Eu poderia ter morrido. O Mestre Compassivo me protegeu novamente. Nem sequer senti dor. Notei alguns hematomas grandes nos meus braços e pernas quando me lavei à noite, mas não doía. Devo ter pago por uma vida e passado em um teste de xinxing. Não discuti com o jovem e, de fato, planejei arcar com os custos dos seus reparos. Depois que me desapeguei do meu interesse pessoal e da minha mentalidade de luta, o jovem mudou de ideia.

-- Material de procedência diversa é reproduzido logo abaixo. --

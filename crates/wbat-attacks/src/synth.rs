// crates/wbat-attacks/src/synth.rs

//! Synthetic leaky trace sets.
//!
//! Writes a `NNNN.bin`/`NNNN.pt`/`NNNN.ct` directory the attacks can be
//! pointed at: seeded random plaintexts, real AES-128 ciphertexts, uniform
//! noise bits, and (optionally) an injected first-round S-box leak. Used by
//! the CLI `simulate` subcommand, demos, and the end-to-end tests.

#![forbid(unsafe_code)]
#![deny(rust_2018_idioms)]
#![warn(
    missing_docs,
    clippy::all,
    clippy::pedantic,
    clippy::nursery,
    clippy::unwrap_used,
    clippy::expect_used
)]

use std::fs;
use std::path::Path;

use anyhow::{bail, Context, Result};
use rand::{rngs::StdRng, Rng as _, SeedableRng};
use tracing::info;
use wbat_targets::block::encrypt_block;
use wbat_targets::sbox::SBOX;
use wbat_trace::TraceSet;

/// What the synthetic traces leak.
#[derive(Clone, Copy, Debug, PartialEq, Eq)]
pub enum Leak {
    /// Pure noise; every bit independent uniform.
    Uniform,
    /// Trace byte `b` (`b < 16`) equals `SBOX[pt[b] ^ key[b]]`.
    Unmasked,
    /// First-order Boolean masking: byte `2b` is a random share `m`,
    /// byte `2b + 1` is `m ^ SBOX[pt[b] ^ key[b]]`.
    Masked,
}

/// Parameters for one synthetic trace set.
#[derive(Clone, Copy, Debug)]
pub struct SynthSpec {
    /// Number of executions to record.
    pub ntraces: usize,
    /// Packed size of each trace.
    pub trace_bytes: usize,
    /// The AES-128 key being "attacked".
    pub key: [u8; 16],
    /// Seed for plaintexts, noise, and shares.
    pub seed: u64,
    /// Leak model.
    pub leak: Leak,
}

/// Generate and write a trace set under `dir` (created if missing).
pub fn write_leaky_traces(dir: &Path, spec: &SynthSpec) -> Result<()> {
    if spec.ntraces == 0 {
        bail!("need at least one trace");
    }
    let min_bytes = match spec.leak {
        Leak::Uniform => 1,
        Leak::Unmasked => 16,
        Leak::Masked => 32,
    };
    if spec.trace_bytes < min_bytes {
        bail!(
            "trace size {} too small for the {:?} leak model (need >= {min_bytes} bytes)",
            spec.trace_bytes,
            spec.leak
        );
    }

    fs::create_dir_all(dir).with_context(|| format!("creating {}", dir.display()))?;
    let mut rng = StdRng::seed_from_u64(spec.seed);

    for i in 0..spec.ntraces {
        let pt: [u8; 16] = rng.random();
        let ct = encrypt_block(&spec.key, &pt);

        let mut trace = vec![0u8; spec.trace_bytes];
        rng.fill(&mut trace[..]);

        match spec.leak {
            Leak::Uniform => {}
            Leak::Unmasked => {
                for b in 0..16 {
                    trace[b] = SBOX[(pt[b] ^ spec.key[b]) as usize];
                }
            }
            Leak::Masked => {
                for b in 0..16 {
                    let share: u8 = rng.random();
                    trace[2 * b] = share;
                    trace[2 * b + 1] = share ^ SBOX[(pt[b] ^ spec.key[b]) as usize];
                }
            }
        }

        fs::write(TraceSet::trace_path(dir, i), &trace)
            .with_context(|| format!("writing trace {i}"))?;
        fs::write(TraceSet::plaintext_path(dir, i), pt)
            .with_context(|| format!("writing plaintext {i}"))?;
        fs::write(TraceSet::ciphertext_path(dir, i), ct)
            .with_context(|| format!("writing ciphertext {i}"))?;
    }

    info!(
        ntraces = spec.ntraces,
        trace_bytes = spec.trace_bytes,
        leak = ?spec.leak,
        seed = spec.seed,
        "synthetic trace set written"
    );
    Ok(())
}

Em outra ocasião, encontrei um caroço na minha garganta. Um colega praticante também o notou. Era do tamanho de uma noz e às vezes doía. Eu sabia que o cultivo envolvia dissolver o carma, então permaneci imperturbável. Tratei-o como uma aparência falsa e o ignorei sem medo. A aparência falsa durou três meses e acabou desaparecendo. Aprendi com essa experiência que precisamos nos comparar a padrões mais elevados como cultivadores e ver tudo sob a perspectiva dos cultivadores.

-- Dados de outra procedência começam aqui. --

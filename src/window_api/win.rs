
use std::path::Path;

use async_trait::async_trait;
use tracing::{error, instrument};
use windows::{
    core::PWSTR,
    Win32::{
        Foundation::{CloseHandle, BOOL, HANDLE, HWND},
        System::Threading::{
            OpenProcess, QueryFullProcessImageNameW, PROCESS_NAME_WIN32,
            PROCESS_QUERY_LIMITED_INFORMATION,
        },
        UI::WindowsAndMessaging::{GetForegroundWindow, GetWindowTextW, GetWindowThreadProcessId},
    },
};

use super::{ActiveWindowData, ProbeError, WindowProbe, UNKNOWN};

fn platform_error(context: &str, e: windows::core::Error) -> ProbeError {
    ProbeError::Platform(format!("{context}: {e}"))
}

#[instrument]
pub fn get_active() -> Result<ActiveWindowData, ProbeError> {
    let window = unsafe { GetForegroundWindow() };

    if window.is_invalid() {
        // Happens while the desktop or a lock screen has focus.
        return Ok(ActiveWindowData::unknown());
    }

    let mut pid = 0u32;
    unsafe { GetWindowThreadProcessId(window, Some(&mut pid)) };
    if pid == 0 {
        return Err(platform_error(
            "failed to get window process",
            windows::core::Error::from_win32(),
        ));
    }

    let mut text: [u16; 4096] = [0; 4096];
    let title = unsafe { get_window_title(window, &mut text) };

    let process_handle =
        unsafe { OpenProcess(PROCESS_QUERY_LIMITED_INFORMATION, BOOL::from(false), pid) }
            .map_err(|e| platform_error("failed to open process", e))?;

    let image = unsafe { get_window_process_path(process_handle, &mut text) };

    unsafe { CloseHandle(process_handle) }
        .inspect_err(|e| error!("Failed to close handle {e:?}"))
        .map_err(|e| platform_error("failed to close process handle", e))?;

    let app_name = Path::new(&image?)
        .file_name()
        .map(|name| name.to_string_lossy().into_owned())
        .unwrap_or_else(|| UNKNOWN.into());

    Ok(ActiveWindowData {
        app_name,
        pid: pid.into(),
        title,
    })
}

unsafe fn get_window_process_path(
    process_handle: HANDLE,
    text: &mut [u16],
) -> Result<String, ProbeError> {
    unsafe {
        let mut length = text.len() as u32;
        QueryFullProcessImageNameW(
            process_handle,
            PROCESS_NAME_WIN32,
            PWSTR(text.as_mut_ptr()),
            &mut length,
        )
        .map_err(|e| platform_error("failed to get process image name", e))?;
        Ok(String::from_utf16_lossy(&text[..length as usize]))
    }
}

unsafe fn get_window_title(window_handle: HWND, text: &mut [u16]) -> String {
    let len = unsafe { GetWindowTextW(window_handle, text) };
    String::from_utf16_lossy(&text[..len.max(0) as usize])
}

pub struct WindowsProbe {}

impl WindowsProbe {
    pub fn new() -> Self {
        Self {}
    }
}

impl Default for WindowsProbe {
    fn default() -> Self {
        Self::new()
    }
}

#[async_trait]
impl WindowProbe for WindowsProbe {
    async fn sample(&mut self) -> Result<ActiveWindowData, ProbeError> {
        get_active()
    }
}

Minhas pernas ficaram fracas novamente no início do ano passado. Isso afetou minhas atividades de esclarecimento da verdade e meus exercícios. Eu não conseguia subir escadas. Minhas noções humanas vieram à tona. Minha filha disse que eu provavelmente tinha osteoporose. Ela me comprou suplementos de cálcio que custaram mais de 1.000 yuans. Inicialmente, tomei alguns, pensando que cálcio não era remédio e que eu realmente precisava para conseguir me exercitar e esclarecer a verdade. No entanto, os suplementos não ajudaram em nada e até pioraram a situação.
As palavras do Mestre me vieram à mente:
"... Reflita calmamente sobre quantos apegos você tem
Conforme você se livra do coração humano, o mal é naturalmente derrotado"
("Não se entristeça", Hong Yin II).
Ao refletir com calma, identifiquei muitos apegos. Eu guardava muitas mágoas pelo meu sofrimento desde jovem. Meus irmãos e irmãs podiam ir à escola, mas eu não. Eu os invejava profundamente. Desejava que meus filhos retribuíssem meu esforço e nutria ressentimentos contra meu ex-marido e sua família. Eu vinha alimentando tantos apegos. Todos esses apegos eram material degenerado que eu precisava eliminar.
Ao estudar o Fa e compartilhar com outros praticantes, percebi que meu sofrimento adicional se devia a dívidas contraídas em vidas passadas, e que meus credores haviam vindo cobrar o pagamento porque eu estava progredindo no Falun Dafa. Compreendi que deveria pagar minhas dívidas sem reclamar. Como poderia sentir injustiça, inveja ou desejar uma recompensa? Precisava erradicar essas noções e eliminá-las completamente. Minha saúde melhorou drasticamente depois disso. Decididamente, abandonei os suplementos de cálcio. Uma praticante está livre de doenças. Olhar para dentro é a nossa chave. Minhas pernas ficaram cada vez mais fortes. Retomei as atividades de esclarecimento da verdade com outros praticantes. A experiência me ensinou que cada teste que supero leva à elevação!
O texto acima representa uma pequena parte da minha experiência de cultivo. Gostaria de relatá-la ao Mestre e compartilhá-la com outros praticantes. Por favor, indiquem qualquer coisa que não esteja de acordo com o Fa.